Free and open-source anonymity network

Nym is an evolving mix network (mixnet), a type of computer network infrastructure for privacy that masks user metadata, separating source and destination IP addresses.' It anonymizes various types of communication, including messaging, files transfers, payments transactions, and web browsing on basic websites. The project is built on free and open-source software and is decentralized, maintained by a distributed set of independent nodes worldwide. It is developed by Nym Technologies.

Nym is sometimes compared to anonymity networks such as Tor and I2P, although it differs in some aspects. Unlike these, Nym does not support hidden services (e.g. .onion sites on Tor or eepsites on I2P).

Data packets sent through the Nym mixnet are encrypted in multiple layers and routed through a series of nodes, including an entry gateway, three "mix nodes", and an exit gateway to the internet. To mitigate traffic analysis risks, packets are standardized to a uniform size, mixed with cover traffic, and transmitted with randomized timing to obscure traffic patterns. These methods aim to make it more difficult for adversaries with broad surveillance capabilities to correlate incoming and outgoing data flows.

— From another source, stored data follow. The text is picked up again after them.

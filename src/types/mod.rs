// Copyright 2025 Fernando Borretti
//
// Licensed under the Apache License, Version 2.0 (the "License");
// you may not use this file except in compliance with the License.
// You may obtain a copy of the License at
//
//     http://www.apache.org/licenses/LICENSE-2.0
//
// Unless required by applicable law or agreed to in writing, software
// distributed under the License is distributed on an "AS IS" BASIS,
// WITHOUT WARRANTIES OR CONDITIONS OF ANY KIND, either express or implied.
// See the License for the specific language governing permissions and
// limitations under the License.

pub mod card;
pub mod card_state;
pub mod date;
pub mod rating;
pub mod review;
pub mod timestamp;
pub mod topic;
pub mod topic_id;
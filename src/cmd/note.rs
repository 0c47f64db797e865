// Copyright 2025 Fernando Borretti
//
// Licensed under the Apache License, Version 2.0 (the "License");
// you may not use this file except in compliance with the License.
// You may obtain a copy of the License at
//
//     http://www.apache.org/licenses/LICENSE-2.0
//
// Unless required by applicable law or agreed to in writing, software
// distributed under the License is distributed on an "AS IS" BASIS,
// WITHOUT WARRANTIES OR CONDITIONS OF ANY KIND, either express or implied.
// See the License for the specific language governing permissions and
// limitations under the License.

use std::path::Path;
use std::path::PathBuf;

use crate::error::Fallible;
use crate::error::fail;
use crate::notes::find_topic_file;
use crate::notes::read_notes;
use crate::wiki::configured_wiki_path;

/// The note file for a title, or an error if there is none.
pub fn locate_note(wiki: &Path, title: &str) -> Fallible<PathBuf> {
    match find_topic_file(wiki, title)? {
        Some(path) => Ok(path),
        None => fail(format!("topic not found: {title}")),
    }
}

pub fn note_text(wiki: &Path, title: &str) -> Fallible<String> {
    let path = locate_note(wiki, title)?;
    let notes = read_notes(&path)?;
    if notes.is_empty() {
        return fail(format!("no notes found in topic: {title}"));
    }
    Ok(notes)
}

pub fn note_command(title: String) -> Fallible<()> {
    let wiki = configured_wiki_path()?;
    let notes = note_text(&wiki, &title)?;
    println!("Notes: {title}\n\n{notes}");
    Ok(())
}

Users can interact with the network via "NymVPN", a client application, or integrate Nym functionality into third-party applications using its software development kit (SDK).

== History ==

The concept of a mix network (mixnet) was introduced by David Chaum in 1979 and later published in 1981. The cypherpunk movement contributed to the development of mixnets in the 1990s, though their practical applications remained limited, primarily in the form of anonymous remailers. In the 2000s, some anonymous communication networks—most notably Tor—incorporated principles of mixnets, though Tor itself is based on onion routing rather than a mixnet implementation.

The Nym mixnet originates from two Horizon 2020 research projects funded by the European Commission following the revelations on mass internet surveillance by the U.S. and U.K. governments: Panoramix (2015–2019) and NEXTLEAP (2016–2018).

The mixnet originates from academic research, with technologies associated with the project regularly presented at scientific conferences in cybersecurity and cryptography, including USENIX, NDSS, and Privacy Enhancing Technologies Symposium (PETS).

These projects contributed to advancements in mixnet technologies, leading to the foundations of Nym in 2017:

- Harry Halpin, then a computer scientist at INRIA, conceived of the idea after a discussion with Adam Back in 2017 on how to improve online privacy through a decentralized computing network that could take advantage of spare computing power to mix packets.
- Cryptographers Ania Piotrowska and George Danezis of University College London (UCL) introduced the "Loopix" architecture, which influenced Nym. Loopix integrated existing privacy-enhancing techniques to strengthen mixnet properties, including "Sphinx" packet format, cover traffic, exponential mixing delays, a layered network topology, and Poisson-process-based packet transmission.

In 2018, Harry Halpin white-boarded the idea to Moxie Marlinspike and Trevor Perrin of Signal and decided to launch Nym. An alpha version of Nym was presented at the 36th Chaos Communication Congress (36C3) in December 2019. In February 2021, a white paper co-authored by Harry Halpin, Claudia Diaz (KU Leuven), and Aggelos Kiayias provided details on Nym’s technical and operational design.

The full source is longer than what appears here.